Try it — Below are the records; restate word for word the lines from the first through the one containing "let anchor_x = match", and only those.

Start of Data supplied

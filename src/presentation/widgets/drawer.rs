use ratatui::prelude::*;
use ratatui::widgets::Block;

use crate::model::drawer::Drawer;
use crate::model::position::Placement;

use super::overlay::OverlayWidget;

/// Where the full-width panel sits in `area` at the drawer's current
/// offset, before clipping. `None` when the panel has no width.
pub fn panel_rect(drawer: &Drawer, area: Rect) -> Option<(i32, i32, u16, u16)> {
    let width = drawer.drawer_width().round().clamp(0.0, f64::from(u16::MAX)) as u16;
    if width == 0 || area.height == 0 {
        return None;
    }
    let anchor_x = match drawer.placement() {
        Placement::Right => i32::from(area.right()) - i32::from(width),
        Placement::Left | Placement::Unanchored => i32::from(area.x),
    };
    let offset = drawer.offset();
    let x = anchor_x + offset.x.round() as i32;
    let y = i32::from(area.y) + offset.y.round() as i32;
    Some((x, y, width, area.height))
}

/// Visible part of the panel inside `area`
pub fn visible_panel(drawer: &Drawer, area: Rect) -> Option<Rect> {
    let (x, y, width, height) = panel_rect(drawer, area)?;
    let left = x.max(i32::from(area.left()));
    let top = y.max(i32::from(area.top()));
    let right = (x + i32::from(width)).min(i32::from(area.right()));
    let bottom = (y + i32::from(height)).min(i32::from(area.bottom()));
    if left >= right || top >= bottom {
        return None;
    }
    Some(Rect::new(
        left as u16,
        top as u16,
        (right - left) as u16,
        (bottom - top) as u16,
    ))
}

/// Renders a [`Drawer`]: the dimming overlay (while raised) and the panel
/// with its child content, translated by the live offset.
pub struct DrawerWidget<'a, W> {
    drawer: &'a Drawer,
    child: Option<W>,
    overlay_color: Color,
}

impl<'a> DrawerWidget<'a, Block<'a>> {
    pub fn new(drawer: &'a Drawer) -> Self {
        Self {
            drawer,
            child: None,
            overlay_color: Color::Black,
        }
    }
}

impl<'a, W> DrawerWidget<'a, W> {
    pub fn child<C: Widget>(self, child: C) -> DrawerWidget<'a, C> {
        DrawerWidget {
            drawer: self.drawer,
            child: Some(child),
            overlay_color: self.overlay_color,
        }
    }

    pub fn overlay_color(mut self, color: Color) -> Self {
        self.overlay_color = color;
        self
    }
}

impl<W: Widget> Widget for DrawerWidget<'_, W> {
    fn render(self, area: Rect, buf: &mut Buffer) {
        if self.drawer.stack_order() > 0 {
            OverlayWidget::new(self.drawer.overlay_opacity())
                .color(self.overlay_color)
                .render(area, buf);
        }

        let Some(visible) = visible_panel(self.drawer, area) else {
            return;
        };
        let Some((x, y, width, height)) = panel_rect(self.drawer, area) else {
            return;
        };

        // Draw the whole panel off to the side, then copy the part that is
        // on screen. Widgets cannot render into a partly negative Rect.
        let local = Rect::new(0, 0, width, height);
        let mut panel = Buffer::empty(local);
        Block::default()
            .style(Style::default().bg(self.drawer.background_color()))
            .render(local, &mut panel);
        if let Some(child) = self.child {
            child.render(local, &mut panel);
        }

        for row in visible.top()..visible.bottom() {
            for col in visible.left()..visible.right() {
                let src = ((i32::from(col) - x) as u16, (i32::from(row) - y) as u16);
                if let (Some(from), Some(to)) = (panel.cell(src), buf.cell_mut((col, row))) {
                    *to = from.clone();
                }
            }
        }
    }
}
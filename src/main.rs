use std::sync::Arc;

use clap::Parser;
use color_eyre::eyre::Result;
use tokio::sync::Mutex;

use slidedrawer::{
    infrastructure::{cli::Cli, config::Config, tui::real::RealTui},
    integration::app_runner::AppRunner,
    utils::{initialize_logging, initialize_panic_handler},
};

async fn tokio_main() -> Result<()> {
    initialize_logging()?;

    initialize_panic_handler()?;

    let args = <Cli as Parser>::parse();

    let mut config = Config::new()?;
    if let Some(placement) = args.placement {
        config.drawer.placement = placement;
    }
    if let Some(width) = args.drawer_width {
        config.drawer.drawer_width = width;
    }

    let tui = Arc::new(Mutex::new(
        RealTui::new()?
            .tick_rate(args.tick_rate)
            .frame_rate(args.frame_rate),
    ));
    let mut runner = AppRunner::new(config, tui).await?;
    runner.run().await?;

    Ok(())
}

#[tokio::main]
async fn main() -> Result<()> {
    if let Err(e) = tokio_main().await {
        eprintln!("{} error: Something went wrong", env!("CARGO_PKG_NAME"));
        Err(e)
    } else {
        Ok(())
    }
}
use std::collections::VecDeque;
use std::future::Future;
use std::pin::Pin;

use color_eyre::eyre::Result;
use futures::future;
use ratatui::backend::TestBackend;
use ratatui::prelude::*;

use crate::infrastructure::tui::{Event, Frame, TuiLike};

/// In-memory terminal for tests
///
/// Events come from a queue and `next()` returns `None` once it is empty,
/// which ends the host loop. Draws land in a [`TestBackend`] buffer.
pub struct TestTui {
    term: Terminal<TestBackend>,
    events: VecDeque<Event>,
    draws: usize,
    entered: bool,
}

impl TestTui {
    pub fn new(width: u16, height: u16) -> Result<Self> {
        let backend = TestBackend::new(width, height);
        let term = Terminal::new(backend)?;
        Ok(Self {
            term,
            events: VecDeque::new(),
            draws: 0,
            entered: false,
        })
    }

    pub fn with_events(
        width: u16,
        height: u16,
        events: impl IntoIterator<Item = Event>,
    ) -> Result<Self> {
        let mut this = Self::new(width, height)?;
        this.events.extend(events);
        Ok(this)
    }

    pub fn draw_count(&self) -> usize {
        self.draws
    }

    pub fn is_entered(&self) -> bool {
        self.entered
    }

    pub fn enqueue_event(&mut self, ev: Event) {
        self.events.push_back(ev);
    }

    /// Last drawn frame
    pub fn buffer(&self) -> &Buffer {
        self.term.backend().buffer()
    }
}

impl TuiLike for TestTui {
    fn enter(&mut self) -> Result<()> {
        self.entered = true;
        Ok(())
    }

    fn exit(&mut self) -> Result<()> {
        self.entered = false;
        Ok(())
    }

    fn draw(&mut self, f: &mut dyn FnMut(&mut Frame<'_>)) -> Result<()> {
        self.term.draw(|frame| f(frame))?;
        self.draws += 1;
        Ok(())
    }

    fn resize(&mut self, area: Rect) -> Result<()> {
        self.term.backend_mut().resize(area.width, area.height);
        self.term.resize(area)?;
        Ok(())
    }

    fn size(&self) -> Result<Rect> {
        let size = self.term.size()?;
        Ok(Rect::new(0, 0, size.width, size.height))
    }

    fn next(&mut self) -> Pin<Box<dyn Future<Output = Option<Event>> + Send + '_>> {
        let ev = self.events.pop_front();
        Box::pin(future::ready(ev))
    }
}

#[cfg(test)]
mod tests {
    use pretty_assertions::assert_eq;
    use ratatui::widgets::Paragraph;

    use super::*;

    #[tokio::test]
    async fn test_events_drain_then_none() -> Result<()> {
        let mut tui = TestTui::with_events(10, 2, [Event::Init, Event::Tick])?;
        tui.enqueue_event(Event::Quit);

        assert!(matches!(tui.next().await, Some(Event::Init)));
        assert!(matches!(tui.next().await, Some(Event::Tick)));
        assert!(matches!(tui.next().await, Some(Event::Quit)));
        assert!(tui.next().await.is_none());
        Ok(())
    }

    #[test]
    fn test_draw_and_resize() -> Result<()> {
        let mut tui = TestTui::new(10, 2)?;
        tui.enter()?;
        assert!(tui.is_entered());

        tui.draw(&mut |f: &mut Frame<'_>| f.render_widget(Paragraph::new("hi"), f.area()))?;
        assert_eq!(tui.draw_count(), 1);
        assert_eq!(tui.buffer()[(0, 0)].symbol(), "h");

        tui.resize(Rect::new(0, 0, 20, 4))?;
        assert_eq!(tui.size()?, Rect::new(0, 0, 20, 4));

        tui.exit()?;
        assert!(!tui.is_entered());
        Ok(())
    }
}
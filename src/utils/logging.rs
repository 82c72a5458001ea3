//! Logging utilities

use color_eyre::eyre::Result;
use tracing_error::ErrorLayer;
use tracing_subscriber::{
    self, prelude::__tracing_subscriber_SubscriberExt, util::SubscriberInitExt, Layer,
};

use super::paths::{get_data_dir, LOG_ENV, LOG_FILE};

/// Filter used when neither `RUST_LOG` nor the project log level is set
pub fn default_filter() -> String {
    format!("{}=info", env!("CARGO_CRATE_NAME"))
}

/// Log to `<data dir>/slidedrawer.log`; the terminal belongs to the UI.
pub fn initialize_logging() -> Result<()> {
    let directory = get_data_dir();
    std::fs::create_dir_all(directory.clone())?;
    let log_path = directory.join(LOG_FILE.clone());
    let log_file = std::fs::File::create(&log_path)?;
    std::env::set_var(
        "RUST_LOG",
        std::env::var("RUST_LOG")
            .or_else(|_| std::env::var(LOG_ENV.clone()))
            .unwrap_or_else(|_| default_filter()),
    );
    let file_subscriber = tracing_subscriber::fmt::layer()
        .with_file(true)
        .with_line_number(true)
        .with_writer(log_file)
        .with_target(false)
        .with_ansi(false)
        .with_filter(tracing_subscriber::filter::EnvFilter::from_default_env());
    tracing_subscriber::registry()
        .with(file_subscriber)
        .with(ErrorLayer::default())
        .init();
    Ok(())
}

/// Similar to the `std::dbg!` macro, but generates `tracing` events rather
/// than printing to stdout.
///
/// By default, the verbosity level for the generated events is `DEBUG`, but
/// this can be customized.
#[macro_export]
macro_rules! trace_dbg {
    (target: $target:expr, level: $level:expr, $ex:expr) => {{
        match $ex {
            value => {
                tracing::event!(target: $target, $level, ?value, stringify!($ex));
                value
            }
        }
    }};
    (level: $level:expr, $ex:expr) => {
        trace_dbg!(target: module_path!(), level: $level, $ex)
    };
    (target: $target:expr, $ex:expr) => {
        trace_dbg!(target: $target, level: tracing::Level::DEBUG, $ex)
    };
    ($ex:expr) => {
        trace_dbg!(level: tracing::Level::DEBUG, $ex)
    };
}

#[cfg(test)]
mod tests {
    use super::*;

    #[test]
    fn test_default_filter_targets_crate() {
        assert_eq!(default_filter(), "slidedrawer=info");
    }

    #[test]
    fn test_trace_dbg_returns_value() {
        let value = trace_dbg!(1 + 2);
        assert_eq!(value, 3);
    }
}
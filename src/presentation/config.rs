//! UI configuration
//!
//! This module contains configuration for UI appearance and behavior.

pub mod keybindings;
pub mod styles;

// Re-export for convenience
pub use keybindings::KeyBindings;
pub use styles::{parse_color, Styles};
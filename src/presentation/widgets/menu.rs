use ratatui::{
    prelude::*,
    widgets::{Block, List, ListItem},
};

/// Static menu hosted inside the drawer panel
#[derive(Debug, Clone, PartialEq)]
pub struct MenuWidget {
    items: Vec<String>,
    style: Style,
    title_style: Style,
}

impl MenuWidget {
    pub fn new<I, S>(items: I) -> Self
    where
        I: IntoIterator<Item = S>,
        S: Into<String>,
    {
        Self {
            items: items.into_iter().map(Into::into).collect(),
            style: Style::default(),
            title_style: Style::default(),
        }
    }

    pub fn style(mut self, style: Style) -> Self {
        self.style = style;
        self
    }

    pub fn title_style(mut self, style: Style) -> Self {
        self.title_style = style;
        self
    }
}

impl Default for MenuWidget {
    fn default() -> Self {
        Self::new(["Home", "Profile", "Settings", "About"])
    }
}

impl Widget for MenuWidget {
    fn render(self, area: Rect, buf: &mut Buffer) {
        let items: Vec<ListItem> = self.items.into_iter().map(ListItem::new).collect();
        let list = List::new(items)
            .block(Block::default().title(Span::styled(" Menu", self.title_style)))
            .style(self.style);
        Widget::render(list, area, buf);
    }
}
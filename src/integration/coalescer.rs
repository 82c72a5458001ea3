use crate::action::Action;

/// Render and resize requests gathered over one pass of the host loop
///
/// Any number of render requests collapse into one draw, and only the
/// last resize is applied.
#[derive(Debug, Default, Clone, Copy, PartialEq, Eq)]
pub struct Coalescer {
    render: bool,
    resize: Option<(u16, u16)>,
}

impl Coalescer {
    /// Take `action` if it is a render or resize request.
    pub fn absorb(&mut self, action: &Action) -> bool {
        match action {
            Action::Render => {
                self.render = true;
                true
            }
            Action::Resize(w, h) => {
                self.resize = Some((*w, *h));
                self.render = true;
                true
            }
            _ => false,
        }
    }

    /// Ask for a draw without an explicit render action.
    pub fn request_render(&mut self) {
        self.render = true;
    }

    pub fn resize(&self) -> Option<(u16, u16)> {
        self.resize
    }

    pub fn should_render(&self) -> bool {
        self.render
    }
}
use ratatui::prelude::*;

/// Full-area dimming layer
///
/// Terminals have no alpha channel, so the overlay blends every covered
/// cell toward `color` by `opacity`. Colours that cannot be expressed as
/// RGB are dimmed instead.
#[derive(Debug, Clone, Copy, PartialEq)]
pub struct OverlayWidget {
    opacity: f64,
    color: Color,
}

impl OverlayWidget {
    pub fn new(opacity: f64) -> Self {
        Self {
            opacity: opacity.clamp(0.0, 1.0),
            color: Color::Black,
        }
    }

    pub fn color(mut self, color: Color) -> Self {
        self.color = color;
        self
    }
}

/// RGB value of a colour, when it has a fixed one.
pub fn to_rgb(color: Color) -> Option<(u8, u8, u8)> {
    let rgb = match color {
        Color::Rgb(r, g, b) => (r, g, b),
        Color::Black => (0, 0, 0),
        Color::Red => (128, 0, 0),
        Color::Green => (0, 128, 0),
        Color::Yellow => (128, 128, 0),
        Color::Blue => (0, 0, 128),
        Color::Magenta => (128, 0, 128),
        Color::Cyan => (0, 128, 128),
        Color::Gray => (192, 192, 192),
        Color::DarkGray => (128, 128, 128),
        Color::LightRed => (255, 0, 0),
        Color::LightGreen => (0, 255, 0),
        Color::LightYellow => (255, 255, 0),
        Color::LightBlue => (0, 0, 255),
        Color::LightMagenta => (255, 0, 255),
        Color::LightCyan => (0, 255, 255),
        Color::White => (255, 255, 255),
        Color::Reset | Color::Indexed(_) => return None,
    };
    Some(rgb)
}

/// Blend `base` toward `over` by `alpha` (0 keeps `base`).
pub fn blend(base: Color, over: Color, alpha: f64) -> Option<Color> {
    let (br, bg, bb) = to_rgb(base)?;
    let (or, og, ob) = to_rgb(over)?;
    let mix = |b: u8, o: u8| (f64::from(b) * (1.0 - alpha) + f64::from(o) * alpha).round() as u8;
    Some(Color::Rgb(mix(br, or), mix(bg, og), mix(bb, ob)))
}

impl Widget for OverlayWidget {
    fn render(self, area: Rect, buf: &mut Buffer) {
        if self.opacity <= 0.0 {
            return;
        }
        let area = area.intersection(buf.area);
        for y in area.top()..area.bottom() {
            for x in area.left()..area.right() {
                let Some(cell) = buf.cell_mut((x, y)) else {
                    continue;
                };
                let mut dimmed = false;
                match blend(cell.fg, self.color, self.opacity) {
                    Some(fg) => {
                        cell.set_fg(fg);
                    }
                    None => dimmed = true,
                }
                match blend(cell.bg, self.color, self.opacity) {
                    Some(bg) => {
                        cell.set_bg(bg);
                    }
                    None => dimmed = true,
                }
                if dimmed {
                    cell.modifier.insert(Modifier::DIM);
                }
            }
        }
    }
}
use std::future::Future;
use std::pin::Pin;
use std::time::Duration;

use color_eyre::eyre::Result;
use crossterm::{
    cursor,
    event::{
        DisableBracketedPaste, DisableMouseCapture, EnableBracketedPaste, EnableMouseCapture,
        Event as CrosstermEvent, KeyEventKind,
    },
    terminal::{EnterAlternateScreen, LeaveAlternateScreen},
};
use futures::{FutureExt, StreamExt};
use ratatui::backend::CrosstermBackend;
use ratatui::prelude::Rect;
use tokio::{
    sync::mpsc::{self, UnboundedReceiver, UnboundedSender},
    task::JoinHandle,
};
use tokio_util::sync::CancellationToken;

use crate::infrastructure::tui::{io, Event, Frame, TuiLike, IO};

/// Crossterm-backed terminal
///
/// Input is read on a background task that also emits `Tick` and `Render`
/// at the configured rates.
pub struct RealTui {
    terminal: ratatui::Terminal<CrosstermBackend<IO>>,
    task: Option<JoinHandle<()>>,
    cancellation_token: CancellationToken,
    event_rx: UnboundedReceiver<Event>,
    event_tx: UnboundedSender<Event>,
    frame_rate: f64,
    tick_rate: f64,
    mouse: bool,
    paste: bool,
}

impl RealTui {
    pub fn new() -> Result<Self> {
        let terminal = ratatui::Terminal::new(CrosstermBackend::new(io()))?;
        let (event_tx, event_rx) = mpsc::unbounded_channel();
        Ok(Self {
            terminal,
            task: None,
            cancellation_token: CancellationToken::new(),
            event_rx,
            event_tx,
            frame_rate: 60.0,
            tick_rate: 60.0,
            mouse: true,
            paste: false,
        })
    }

    pub fn tick_rate(mut self, tick_rate: f64) -> Self {
        self.tick_rate = tick_rate;
        self
    }

    pub fn frame_rate(mut self, frame_rate: f64) -> Self {
        self.frame_rate = frame_rate;
        self
    }

    pub fn mouse(mut self, mouse: bool) -> Self {
        self.mouse = mouse;
        self
    }

    pub fn paste(mut self, paste: bool) -> Self {
        self.paste = paste;
        self
    }

    fn start(&mut self) {
        let tick_delay = Duration::from_secs_f64(1.0 / self.tick_rate.max(1.0));
        let render_delay = Duration::from_secs_f64(1.0 / self.frame_rate.max(1.0));
        self.cancel();
        self.cancellation_token = CancellationToken::new();
        let cancellation_token = self.cancellation_token.clone();
        let event_tx = self.event_tx.clone();
        self.task = Some(tokio::spawn(async move {
            let mut reader = crossterm::event::EventStream::new();
            let mut tick_interval = tokio::time::interval(tick_delay);
            let mut render_interval = tokio::time::interval(render_delay);
            let _ = event_tx.send(Event::Init);
            loop {
                let tick_delay = tick_interval.tick();
                let render_delay = render_interval.tick();
                let crossterm_event = reader.next().fuse();
                let event = tokio::select! {
                    _ = cancellation_token.cancelled() => break,
                    maybe_event = crossterm_event => match maybe_event {
                        Some(Ok(CrosstermEvent::Key(key))) if key.kind == KeyEventKind::Press => {
                            Some(Event::Key(key))
                        }
                        Some(Ok(CrosstermEvent::Mouse(mouse))) => Some(Event::Mouse(mouse)),
                        Some(Ok(CrosstermEvent::Resize(x, y))) => Some(Event::Resize(x, y)),
                        Some(Ok(CrosstermEvent::FocusLost)) => Some(Event::FocusLost),
                        Some(Ok(CrosstermEvent::FocusGained)) => Some(Event::FocusGained),
                        Some(Ok(CrosstermEvent::Paste(s))) => Some(Event::Paste(s)),
                        Some(Ok(_)) => None,
                        Some(Err(_)) => Some(Event::Error),
                        None => {
                            let _ = event_tx.send(Event::Closed);
                            break;
                        }
                    },
                    _ = tick_delay => Some(Event::Tick),
                    _ = render_delay => Some(Event::Render),
                };
                if let Some(event) = event {
                    if event_tx.send(event).is_err() {
                        break;
                    }
                }
            }
        }));
    }

    fn cancel(&self) {
        self.cancellation_token.cancel();
    }

    fn stop(&mut self) -> Result<()> {
        self.cancel();
        if let Some(task) = self.task.take() {
            let mut counter = 0;
            while !task.is_finished() {
                std::thread::sleep(Duration::from_millis(1));
                counter += 1;
                if counter > 50 {
                    task.abort();
                }
                if counter > 100 {
                    log::error!("Failed to abort task in 100 milliseconds for unknown reason");
                    break;
                }
            }
        }
        Ok(())
    }
}

/// Leave raw mode and the alternate screen if we are still in them.
pub fn restore_terminal() -> Result<()> {
    if crossterm::terminal::is_raw_mode_enabled()? {
        crossterm::execute!(
            io(),
            DisableBracketedPaste,
            DisableMouseCapture,
            LeaveAlternateScreen,
            cursor::Show
        )?;
        crossterm::terminal::disable_raw_mode()?;
    }
    Ok(())
}

impl TuiLike for RealTui {
    fn enter(&mut self) -> Result<()> {
        crossterm::terminal::enable_raw_mode()?;
        crossterm::execute!(io(), EnterAlternateScreen, cursor::Hide)?;
        if self.mouse {
            crossterm::execute!(io(), EnableMouseCapture)?;
        }
        if self.paste {
            crossterm::execute!(io(), EnableBracketedPaste)?;
        }
        self.start();
        Ok(())
    }

    fn exit(&mut self) -> Result<()> {
        self.stop()?;
        if crossterm::terminal::is_raw_mode_enabled()? {
            self.terminal.flush()?;
        }
        restore_terminal()
    }

    fn draw(&mut self, f: &mut dyn FnMut(&mut Frame<'_>)) -> Result<()> {
        self.terminal.draw(|frame| f(frame))?;
        Ok(())
    }

    fn resize(&mut self, area: Rect) -> Result<()> {
        self.terminal.resize(area)?;
        Ok(())
    }

    fn size(&self) -> Result<Rect> {
        let size = self.terminal.size()?;
        Ok(Rect::new(0, 0, size.width, size.height))
    }

    fn next(&mut self) -> Pin<Box<dyn Future<Output = Option<Event>> + Send + '_>> {
        Box::pin(self.event_rx.recv())
    }
}

impl Drop for RealTui {
    fn drop(&mut self) {
        if let Err(e) = self.exit() {
            log::error!("Unable to exit terminal: {e:?}");
        }
    }
}
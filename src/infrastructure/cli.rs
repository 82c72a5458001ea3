use clap::Parser;

use crate::utils::version;

#[derive(Parser, Debug)]
#[command(author, version = version(), about)]
pub struct Cli {
    #[arg(
        short,
        long,
        value_name = "FLOAT",
        help = "Tick rate, i.e. number of ticks per second",
        default_value_t = 60.0
    )]
    pub tick_rate: f64,

    #[arg(
        short,
        long,
        value_name = "FLOAT",
        help = "Frame rate, i.e. number of frames per second",
        default_value_t = 60.0
    )]
    pub frame_rate: f64,

    #[arg(
        short,
        long,
        value_name = "SIDE",
        help = "Edge the drawer slides in from (left or right)"
    )]
    pub placement: Option<String>,

    #[arg(short = 'w', long, value_name = "CELLS", help = "Drawer panel width")]
    pub drawer_width: Option<f64>,
}
//! # Slidedrawer
//!
//! A sliding side drawer for terminal user interfaces, built with Ratatui.
//!
//! The drawer is a panel anchored to the left or right edge that slides in
//! and out on a damped spring, with a dimming overlay over the rest of the
//! screen. Clicking the overlay closes it.
//!
//! ## Example Usage
//!
//! ```rust
//! use std::time::{Duration, Instant};
//!
//! use slidedrawer::model::drawer::{Drawer, DrawerProps, Phase};
//! use slidedrawer::model::position::Placement;
//!
//! let props = DrawerProps::default()
//!     .placement(Placement::Right)
//!     .drawer_width(250.0);
//! let mut drawer = Drawer::new(props, 400.0);
//! assert_eq!(drawer.offset().x, 400.0);
//!
//! let start = Instant::now();
//! drawer.open(start);
//! drawer.tick(start + Duration::from_secs(2));
//! assert_eq!(drawer.phase(), Phase::Open);
//! assert_eq!(drawer.offset().x, 0.0);
//! ```
//!
//! ## Modules
//!
//! - [`model`] - Spring animation and drawer state
//! - [`presentation`] - Widgets, styles and keybindings
//! - [`infrastructure`] - Terminal, CLI and configuration
//! - [`integration`] - Host loop tying the above together
//! - [`utils`] - Logging, panic handling and paths

pub mod action;
pub mod infrastructure;
pub mod integration;
pub mod model;
pub mod presentation;
pub mod utils;

/// Result type used throughout the library
pub type Result<T> = color_eyre::eyre::Result<T>;

/// Version information
pub const VERSION: &str = env!("CARGO_PKG_VERSION");
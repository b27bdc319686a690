//! The offline availability layer.
//!
//! This is the ledger client's answer to a flaky network: a cache-first
//! interception layer that keeps read traffic working when the entry store
//! is unreachable. It is an availability layer, not a consistency layer —
//! it never synchronizes cached reads with the remote store, bounds no
//! staleness, and resolves no conflicts.
//!
//! ## Moving parts
//!
//! - [`OfflineManifest`] — the versioned list of assets to pre-fetch, plus
//!   the designated fallback document.
//! - [`CacheStore`] — the environment contract for named, independently
//!   deletable cache generations ([`MemoryCacheStore`], [`DiskCacheStore`]).
//! - [`Network`] — the outbound request contract ([`TcpNetwork`]).
//! - [`OfflineWorker`] — the actor tying them together through its three
//!   lifecycle events: install (pre-populate a generation), intercept
//!   (cache-first reads, pass-through writes, fallback on network failure),
//!   and activate (garbage-collect superseded generations).
//!
//! ## Lifecycle
//!
//! ```text
//! Registered → Installing → Installed → Activating → Active
//! ```
//!
//! Install populates generation `manifest.version()` all-or-nothing; a new
//! `version` is the sole trigger for rotation; activation deletes every
//! generation but the current one. Intercepts run as independent tasks the
//! whole time.

pub mod manifest;
pub mod net;
pub mod store;
pub mod worker;

pub use manifest::{ManifestError, OfflineManifest};
pub use net::{Network, NetworkError, OutboundRequest, TcpNetwork};
pub use store::{CacheError, CacheKey, CacheStore, DiskCacheStore, MemoryCacheStore, Snapshot};
pub use worker::{InstallError, Lifecycle, OfflineError, OfflineWorker, WritePolicy};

End of Data supplied

Solution to this exercise —
filename src/presentation/widgets/drawer.rs
use ratatui::prelude::*;
use ratatui::widgets::Block;

use crate::model::drawer::Drawer;
use crate::model::position::Placement;

use super::overlay::OverlayWidget;

/// Where the full-width panel sits in `area` at the drawer's current
/// offset, before clipping. `None` when the panel has no width.
pub fn panel_rect(drawer: &Drawer, area: Rect) -> Option<(i32, i32, u16, u16)> {
    let width = drawer.drawer_width().round().clamp(0.0, f64::from(u16::MAX)) as u16;
    if width == 0 || area.height == 0 {
        return None;
    }
    let anchor_x = match drawer.placement() {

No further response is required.